Disagree. At least in the context of business networks.

My favorite example is the SMB service, which is enabled by default.

In the Linux world, people preach:

- disabling SSH unless necessary

- use at least public key-based auth

- better both public key and password

- don't allow root login

In Windows, the SMB service:

- is enabled by default

- allows command execution as local admin via PsExec, so it's essentially like SSH except done poorly

- is only password-based

- doesn't even support MFA

- is not even encrypted by default

It's a huge issue why everyone gets encrypted by ransomware.

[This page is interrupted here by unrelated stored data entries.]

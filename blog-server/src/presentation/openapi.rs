use utoipa::OpenApi;

use crate::presentation::handlers::posts::{
    ContentSectionDto, GeneratingDto, ListingPropsDto, NextPageQuery, PostDetailDto, PostPropsDto,
    PostSummaryDto, PostsPaginationDto, SlugsDto,
};

#[derive(OpenApi)]
#[openapi(
    paths(
        crate::presentation::handlers::posts::list_posts,
        crate::presentation::handlers::posts::next_posts,
        crate::presentation::handlers::posts::get_post,
        crate::presentation::handlers::posts::list_slugs
    ),
    components(
        schemas(
            NextPageQuery,
            PostSummaryDto,
            PostsPaginationDto,
            ListingPropsDto,
            ContentSectionDto,
            PostDetailDto,
            PostPropsDto,
            GeneratingDto,
            SlugsDto
        )
    ),
    tags(
        (name = "posts", description = "Blog posts from the content API")
    )
)]
pub(crate) struct ApiDoc;
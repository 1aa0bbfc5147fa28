use axum::Router;
use tower_http::trace::{DefaultMakeSpan, DefaultOnResponse, TraceLayer};
use tracing::Level;

pub(crate) fn apply_trace(router: Router) -> Router {
    router.layer(
        TraceLayer::new_for_http()
            .make_span_with(DefaultMakeSpan::new().level(Level::INFO))
            .on_response(DefaultOnResponse::new().level(Level::INFO)),
    )
}
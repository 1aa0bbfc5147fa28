use std::collections::HashMap;
use std::collections::hash_map::Entry;
use std::sync::{Arc, Mutex, MutexGuard, PoisonError};
use std::time::{Duration, Instant};

enum CacheEntry<T> {
    Generating,
    Ready {
        value: Arc<T>,
        generated_at: Instant,
        revalidating: bool,
    },
}

/// Результат обращения к кэшу страниц.
#[derive(Debug)]
pub(crate) enum Lookup<T> {
    /// Страница есть. При `revalidate == true` вызывающий должен запустить
    /// перегенерацию: флаг выдаётся только одному вызывающему на интервал.
    Cached { value: Arc<T>, revalidate: bool },
    /// Страница генерируется впервые другим вызывающим.
    Generating,
    /// Записи не было, теперь она помечена как генерируемая этим вызывающим.
    Claimed,
    /// Записи не было, а кэш заполнен: генерацию запускать нельзя.
    Full,
}

/// Кэш сгенерированных страниц с перегенерацией по интервалу.
///
/// Устаревшая страница продолжает отдаваться, пока новая не готова.
/// Число записей (вместе с генерируемыми) не превышает `capacity`.
pub(crate) struct PageCache<T> {
    entries: Mutex<HashMap<String, CacheEntry<T>>>,
    interval: Duration,
    capacity: usize,
}

impl<T> PageCache<T> {
    pub(crate) fn new(interval: Duration) -> Self {
        Self::with_capacity(interval, usize::MAX)
    }

    pub(crate) fn with_capacity(interval: Duration, capacity: usize) -> Self {
        Self {
            entries: Mutex::new(HashMap::new()),
            interval,
            capacity,
        }
    }

    pub(crate) fn lookup(&self, key: &str) -> Lookup<T> {
        let mut entries = self.entries();
        let full = entries.len() >= self.capacity;
        match entries.entry(key.to_string()) {
            Entry::Vacant(_) if full => Lookup::Full,
            Entry::Vacant(vacant) => {
                vacant.insert(CacheEntry::Generating);
                Lookup::Claimed
            }
            Entry::Occupied(mut occupied) => match occupied.get_mut() {
                CacheEntry::Generating => Lookup::Generating,
                CacheEntry::Ready {
                    value,
                    generated_at,
                    revalidating,
                } => {
                    let revalidate = !*revalidating && generated_at.elapsed() >= self.interval;
                    if revalidate {
                        *revalidating = true;
                    }
                    Lookup::Cached {
                        value: Arc::clone(value),
                        revalidate,
                    }
                }
            },
        }
    }

    pub(crate) fn store(&self, key: &str, value: T) -> Arc<T> {
        let value = Arc::new(value);
        self.entries().insert(
            key.to_string(),
            CacheEntry::Ready {
                value: Arc::clone(&value),
                generated_at: Instant::now(),
                revalidating: false,
            },
        );
        value
    }

    /// Откатывает неудавшуюся генерацию: новая запись удаляется,
    /// у существующей снимается флаг перегенерации.
    pub(crate) fn abandon(&self, key: &str) {
        let mut entries = self.entries();
        if matches!(entries.get(key), Some(CacheEntry::Generating)) {
            entries.remove(key);
        } else if let Some(CacheEntry::Ready { revalidating, .. }) = entries.get_mut(key) {
            *revalidating = false;
        }
    }

    pub(crate) fn remove(&self, key: &str) {
        self.entries().remove(key);
    }

    /// Удаляет устаревшие записи, для которых `evictable` истинно.
    /// Записи в процессе перегенерации не трогаются.
    pub(crate) fn evict_stale(&self, evictable: impl Fn(&T) -> bool) -> usize {
        let mut entries = self.entries();
        let before = entries.len();
        entries.retain(|_, entry| match entry {
            CacheEntry::Generating => true,
            CacheEntry::Ready {
                value,
                generated_at,
                revalidating,
            } => *revalidating || generated_at.elapsed() < self.interval || !evictable(value),
        });
        before - entries.len()
    }

    /// Число готовых записей, удовлетворяющих условию.
    pub(crate) fn count_ready(&self, counted: impl Fn(&T) -> bool) -> usize {
        self.entries()
            .values()
            .filter(|entry| matches!(entry, CacheEntry::Ready { value, .. } if counted(value)))
            .count()
    }

    /// Все записи, включая генерируемые.
    pub(crate) fn len(&self) -> usize {
        self.entries().len()
    }

    fn entries(&self) -> MutexGuard<'_, HashMap<String, CacheEntry<T>>> {
        self.entries.lock().unwrap_or_else(PoisonError::into_inner)
    }
}

#[cfg(test)]
mod tests {
    use super::*;

    #[test]
    fn first_lookup_claims_and_second_sees_generating() {
        let cache: PageCache<u32> = PageCache::new(Duration::from_secs(60));

        assert!(matches!(cache.lookup("a"), Lookup::Claimed));
        assert!(matches!(cache.lookup("a"), Lookup::Generating));
        assert_eq!(cache.count_ready(|_| true), 0);
        assert_eq!(cache.len(), 1);
    }

    #[test]
    fn fresh_entry_is_served_without_revalidation() {
        let cache = PageCache::new(Duration::from_secs(60));
        cache.store("a", 1);

        match cache.lookup("a") {
            Lookup::Cached { value, revalidate } => {
                assert_eq!(*value, 1);
                assert!(!revalidate);
            }
            other => panic!("expected cached entry, got {other:?}"),
        }
    }

    #[test]
    fn stale_entry_asks_for_revalidation_once() {
        let cache = PageCache::new(Duration::ZERO);
        cache.store("a", 1);

        assert!(matches!(
            cache.lookup("a"),
            Lookup::Cached {
                revalidate: true,
                ..
            }
        ));
        assert!(matches!(
            cache.lookup("a"),
            Lookup::Cached {
                revalidate: false,
                ..
            }
        ));

        cache.abandon("a");
        assert!(matches!(
            cache.lookup("a"),
            Lookup::Cached {
                revalidate: true,
                ..
            }
        ));
    }

    #[test]
    fn abandon_removes_claimed_entry() {
        let cache: PageCache<u32> = PageCache::new(Duration::from_secs(60));
        assert!(matches!(cache.lookup("a"), Lookup::Claimed));

        cache.abandon("a");

        assert!(matches!(cache.lookup("a"), Lookup::Claimed));
    }

    #[test]
    fn store_replaces_stale_value() {
        let cache = PageCache::new(Duration::from_secs(60));
        cache.store("a", 1);
        cache.store("a", 2);

        match cache.lookup("a") {
            Lookup::Cached { value, .. } => assert_eq!(*value, 2),
            other => panic!("expected cached entry, got {other:?}"),
        }
        assert_eq!(cache.len(), 1);
    }

    #[test]
    fn full_cache_refuses_new_keys_but_serves_existing() {
        let cache = PageCache::with_capacity(Duration::from_secs(60), 2);
        cache.store("a", 1);
        assert!(matches!(cache.lookup("b"), Lookup::Claimed));

        assert!(matches!(cache.lookup("c"), Lookup::Full));
        assert!(matches!(cache.lookup("a"), Lookup::Cached { .. }));
        assert!(matches!(cache.lookup("b"), Lookup::Generating));
        assert_eq!(cache.len(), 2);
    }

    #[test]
    fn evict_stale_removes_only_matching_expired_entries() {
        let cache = PageCache::new(Duration::ZERO);
        cache.store("missing", None);
        cache.store("post", Some(1));
        assert!(matches!(cache.lookup("generating"), Lookup::Claimed));

        let evicted = cache.evict_stale(Option::is_none);

        assert_eq!(evicted, 1);
        assert_eq!(cache.len(), 2);
        assert_eq!(cache.count_ready(Option::is_some), 1);
    }

    #[test]
    fn fresh_entries_survive_eviction() {
        let cache = PageCache::new(Duration::from_secs(60));
        cache.store("missing", None::<u32>);

        assert_eq!(cache.evict_stale(Option::is_none), 0);
        assert_eq!(cache.len(), 1);
    }
}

I always recommend disabling it using the Windows firewall unless it is actually used, and if it is necessary define a whitelist of address ranges, but apparently it is too hard to figure out who needs access to what, and much easier to deploy products like Crowdstrike which admittedly strongly mitigate the issue.

The next thing is that Windows still allows the NTLM authentication protocol by default (now finally about to be deprecated), which is a laughably bad authentication protocol. If you manage to steal the hash of the local admin on one machine, you can simply use it to authenticate to the next machine. Before LAPS gained traction, the local admin account password was the same on all machines in basically every organization. NT hashes are neither salted nor do they have a cost factor.

I could go on, but Microsoft made some very questionable security decisions that still haunt them to this day because of their strong commitment to backwards compatibility.



You don't need Crowdstrike to disable any of these things. You can use regular group policy. I'm not saying Windows can't be hardened. I'm saying these third party kernel hooks add negative value.


I know, I even said you should rather use the tools that the OS is providing, like the firewall.

All I did was challenge the statement that Windows is secure OOB.